Kemampuan Acartia untuk menseleksi alga makanan yang beracun dan tak beracun menarik perhatian banyak peneliti. Peranan mesozooplankton grazer (pemakan) dalam perkembangan ledakan populasi alga satu-spesies telah sering diteliti dalam kerangka di mana grazer, yang bergantung pada kemampuannya untuk mengenali, menseleksi spesies beracun dan menaikkan tekanan grazing pada spesies tak-beracun. Barreiro (2006) menyajikan beberapa skenario ekologi di mana grazer bisa menseleksi berbagai galur (beracun dan tak beracun) dari spesies yang sama, yang hidup bersama-sama dengan kepadatan yang sama di lingkungan alami sebelum ledakan populasi dimulai.

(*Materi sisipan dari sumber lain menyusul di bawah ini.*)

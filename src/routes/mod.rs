//! Route tables and the assembled application router.

mod common;
mod lists;

pub use common::common_routes;
pub use lists::list_routes;

use crate::settings::Settings;
use crate::state::AppState;
use axum::{extract::DefaultBodyLimit, Router};
use tower::ServiceBuilder;
use tower_http::trace::TraceLayer;

/// Common routes at the root, list routes under `settings.api_prefix`, with
/// request tracing and a body size limit.
pub fn app(state: AppState, settings: &Settings) -> Router {
    let lists = list_routes(state.clone());
    let api = if settings.api_prefix.is_empty() {
        lists
    } else {
        Router::new().nest(&settings.api_prefix, lists)
    };

    Router::new()
        .merge(common_routes(state))
        .merge(api)
        .layer(
            ServiceBuilder::new()
                .layer(TraceLayer::new_for_http())
                .layer(DefaultBodyLimit::max(settings.body_limit_bytes)),
        )
}
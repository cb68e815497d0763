//! HTTP handlers for lists and URL entries.

pub mod lists;
pub use lists::*;
use super::Node;
use crate::RenderContext;
use std::fmt;
use std::sync::Arc;

type CallableFn = dyn Fn(&RenderContext<'_>) -> Node + Send + Sync;

/// A node computed at render time.
///
/// The closure receives the context of the position it is rendered at and is
/// invoked again on every render pass; results are never cached.
#[derive(Clone)]
pub struct Callable(Arc<CallableFn>);

impl Callable {
    pub fn new<F>(f: F) -> Self
    where
        F: Fn(&RenderContext<'_>) -> Node + Send + Sync + 'static,
    {
        Self(Arc::new(f))
    }

    pub fn call(&self, ctx: &RenderContext<'_>) -> Node {
        (self.0)(ctx)
    }
}

impl fmt::Debug for Callable {
    fn fmt(&self, f: &mut fmt::Formatter<'_>) -> fmt::Result {
        f.write_str("Callable(..)")
    }
}

/// Two callables are equal when they share the same closure.
impl PartialEq for Callable {
    fn eq(&self, other: &Self) -> bool {
        Arc::ptr_eq(&self.0, &other.0)
    }
}
//! Value tree accepted by the renderer

mod attributes;
mod callable;
mod tag;

pub use self::{
    attributes::{Attributes, Iter as AttributeIter},
    callable::Callable,
    tag::{
        is_private_marker, Tag, ATTRS_KEY, CONTENT_KEY, NAME_KEY, PRIVATE_MARKERS, SELF_CLOSE_KEY,
    },
};

use indexmap::map::{IntoIter, Iter, Keys};
use indexmap::IndexMap;
use std::borrow::Cow;
use std::ops::Index;
use time::format_description::well_known::Rfc3339;
use time::OffsetDateTime;

/// A node of the tree handed to the renderer
#[derive(Debug, Clone, PartialEq, Default)]
pub enum Node {
    /// Absent value. Renders as empty text; as the content of a tag it
    /// switches the tag to verbatim mode.
    #[default]
    Null,
    /// Boolean value
    Bool(bool),
    /// Numeric value (f64)
    Number(f64),
    /// String value
    String(String),
    /// Timestamp, rendered as RFC 3339
    Date(OffsetDateTime),
    /// Siblings rendered at the depth of the enclosing container
    Sequence(Vec<Node>),
    /// One element per key, in insertion order
    Mapping(Mapping),
    /// Explicit element descriptor
    Tag(Box<Tag>),
    /// Deferred node produced at render time
    Callable(Callable),
}

impl Node {
    /// Builds a tag whose name is emitted as-is, without escaping or wrapping.
    pub fn verbatim(text: impl Into<String>) -> Self {
        Self::Tag(Box::new(Tag::verbatim(text)))
    }

    /// Wraps a closure invoked with the render context on every pass.
    pub fn callable<F>(f: F) -> Self
    where
        F: Fn(&crate::RenderContext<'_>) -> Self + Send + Sync + 'static,
    {
        Self::Callable(Callable::new(f))
    }

    /// Returns the boolean value if this is a boolean, None otherwise
    pub fn as_bool(&self) -> Option<bool> {
        match self {
            Self::Bool(b) => Some(*b),
            _ => None,
        }
    }

    /// Returns the string value if this is a string, None otherwise
    pub fn as_str(&self) -> Option<&str> {
        match self {
            Self::String(s) => Some(s),
            _ => None,
        }
    }

    /// Returns the mapping if this is a mapping, None otherwise
    pub fn as_mapping(&self) -> Option<&Mapping> {
        match self {
            Self::Mapping(m) => Some(m),
            _ => None,
        }
    }

    /// Loose truthiness: `Null`, `false`, `0`, `NaN` and `""` are falsy,
    /// everything else is truthy.
    pub fn is_truthy(&self) -> bool {
        match self {
            Self::Null => false,
            Self::Bool(b) => *b,
            Self::Number(n) => *n != 0.0 && !n.is_nan(),
            Self::String(s) => !s.is_empty(),
            Self::Date(_)
            | Self::Sequence(_)
            | Self::Mapping(_)
            | Self::Tag(_)
            | Self::Callable(_) => true,
        }
    }

    /// Stringifies the node the way text content and attribute values see it.
    ///
    /// Sequences join their items with `,`. Mappings, tags and callables have
    /// no text form and yield the empty string.
    pub fn to_text(&self) -> Cow<'_, str> {
        match self {
            Self::Null => Cow::Borrowed(""),
            Self::Bool(b) => Cow::Borrowed(if *b { "true" } else { "false" }),
            Self::Number(n) => Cow::Owned(format_number(*n)),
            Self::String(s) => Cow::Borrowed(s),
            Self::Date(dt) => Cow::Owned(format_date(dt)),
            Self::Sequence(items) => Cow::Owned(
                items
                    .iter()
                    .map(Self::to_text)
                    .collect::<Vec<_>>()
                    .join(","),
            ),
            Self::Mapping(_) | Self::Tag(_) | Self::Callable(_) => Cow::Borrowed(""),
        }
    }
}

/// Plain positional decimal notation, never exponent form. Negative zero
/// prints as `0`.
fn format_number(n: f64) -> String {
    if n == 0.0 {
        "0".to_string()
    } else if n.is_infinite() {
        if n.is_sign_positive() {
            "Infinity".to_string()
        } else {
            "-Infinity".to_string()
        }
    } else {
        n.to_string()
    }
}

pub(crate) fn format_date(dt: &OffsetDateTime) -> String {
    dt.format(&Rfc3339).unwrap_or_else(|_| dt.to_string())
}

impl From<bool> for Node {
    fn from(value: bool) -> Self {
        Self::Bool(value)
    }
}

impl From<f64> for Node {
    fn from(value: f64) -> Self {
        Self::Number(value)
    }
}

impl From<i32> for Node {
    fn from(value: i32) -> Self {
        Self::Number(f64::from(value))
    }
}

impl From<u32> for Node {
    fn from(value: u32) -> Self {
        Self::Number(f64::from(value))
    }
}

impl From<i64> for Node {
    #[allow(clippy::as_conversions, clippy::cast_precision_loss)]
    fn from(value: i64) -> Self {
        Self::Number(value as f64)
    }
}

impl From<u64> for Node {
    #[allow(clippy::as_conversions, clippy::cast_precision_loss)]
    fn from(value: u64) -> Self {
        Self::Number(value as f64)
    }
}

impl From<usize> for Node {
    #[allow(clippy::as_conversions, clippy::cast_precision_loss)]
    fn from(value: usize) -> Self {
        Self::Number(value as f64)
    }
}

impl From<String> for Node {
    fn from(value: String) -> Self {
        Self::String(value)
    }
}

impl From<&str> for Node {
    fn from(value: &str) -> Self {
        Self::String(value.to_owned())
    }
}

impl From<OffsetDateTime> for Node {
    fn from(value: OffsetDateTime) -> Self {
        Self::Date(value)
    }
}

impl From<Vec<Node>> for Node {
    fn from(values: Vec<Node>) -> Self {
        Self::Sequence(values)
    }
}

impl From<Mapping> for Node {
    fn from(value: Mapping) -> Self {
        Self::Mapping(value)
    }
}

impl From<IndexMap<String, Node>> for Node {
    fn from(map: IndexMap<String, Node>) -> Self {
        Self::Mapping(Mapping(map))
    }
}

impl From<Tag> for Node {
    fn from(value: Tag) -> Self {
        Self::Tag(Box::new(value))
    }
}

impl From<Callable> for Node {
    fn from(value: Callable) -> Self {
        Self::Callable(value)
    }
}

impl<T: Into<Node>> From<Option<T>> for Node {
    fn from(value: Option<T>) -> Self {
        value.map_or(Self::Null, Into::into)
    }
}

/// An order-preserving map of element names to nodes
#[derive(Debug, Clone, PartialEq, Default)]
pub struct Mapping(pub(crate) IndexMap<String, Node>);

impl Mapping {
    /// Creates a new empty mapping
    pub fn new() -> Self {
        Self(IndexMap::new())
    }

    /// Returns the number of entries
    pub fn len(&self) -> usize {
        self.0.len()
    }

    /// Returns true if the mapping has no entries
    pub fn is_empty(&self) -> bool {
        self.0.is_empty()
    }

    /// Returns a reference to the node stored under `key`
    pub fn get(&self, key: &str) -> Option<&Node> {
        self.0.get(key)
    }

    /// Inserts an entry, returning the previous node if the key existed.
    /// A replaced key keeps its original position.
    pub fn insert(&mut self, key: impl Into<String>, value: impl Into<Node>) -> Option<Node> {
        self.0.insert(key.into(), value.into())
    }

    /// Builder-style [`insert`](Self::insert)
    #[must_use]
    pub fn with(mut self, key: impl Into<String>, value: impl Into<Node>) -> Self {
        self.insert(key, value);
        self
    }

    /// Removes `key`, keeping the order of the remaining entries
    pub fn remove(&mut self, key: &str) -> Option<Node> {
        self.0.shift_remove(key)
    }

    /// Returns true if the mapping contains `key`
    pub fn contains_key(&self, key: &str) -> bool {
        self.0.contains_key(key)
    }

    /// Returns an iterator over the keys
    pub fn keys(&self) -> Keys<'_, String, Node> {
        self.0.keys()
    }

    /// Returns an iterator over entries in insertion order
    pub fn iter(&self) -> Iter<'_, String, Node> {
        self.0.iter()
    }

    /// True when the `name` entry is truthy, which turns the mapping into a
    /// tag descriptor.
    pub fn is_descriptor(&self) -> bool {
        self.get(NAME_KEY).is_some_and(Node::is_truthy)
    }
}

impl Index<&str> for Mapping {
    type Output = Node;

    #[allow(clippy::indexing_slicing)]
    fn index(&self, key: &str) -> &Self::Output {
        &self.0[key]
    }
}

impl<'a> IntoIterator for &'a Mapping {
    type Item = (&'a String, &'a Node);
    type IntoIter = Iter<'a, String, Node>;

    fn into_iter(self) -> Self::IntoIter {
        self.0.iter()
    }
}

impl IntoIterator for Mapping {
    type Item = (String, Node);
    type IntoIter = IntoIter<String, Node>;

    fn into_iter(self) -> Self::IntoIter {
        self.0.into_iter()
    }
}

impl From<IndexMap<String, Node>> for Mapping {
    fn from(map: IndexMap<String, Node>) -> Self {
        Self(map)
    }
}

impl<K: Into<String>, V: Into<Node>> FromIterator<(K, V)> for Mapping {
    fn from_iter<I: IntoIterator<Item = (K, V)>>(iter: I) -> Self {
        Self(
            iter.into_iter()
                .map(|(k, v)| (k.into(), v.into()))
                .collect(),
        )
    }
}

Acartia clausi diberi makan makanan tunggal dan campuran dari 2 galur dinoflagelata Alexandrium minutum, penghasil racun “paralytic shellfish poisoning” (PSP; keracunan kerang yang bersifat melumpuhkan). Satu galur menghasilkan racun PSP dalam jumlah besar dan yang lainya sedikit. Barreiro mengamati strategi makan dan memperkirakan respon kopepoda berdasarkan pada kemampuannya menseleksi makanan. Hasinya menunjukkan bahwa kopepoda memakan secara selektif galur-galur A. minutum. Disimpulkan bahwa kopepoda tidak menolak secara efektif galur beracun. Jadi, tekanan pemangsaan oleh grazer tampaknya bukan merupakan mekanisme penting yang mendorong dominasi galur beracun atas galur tak beracun sebelum terjadinya ledakan populasi.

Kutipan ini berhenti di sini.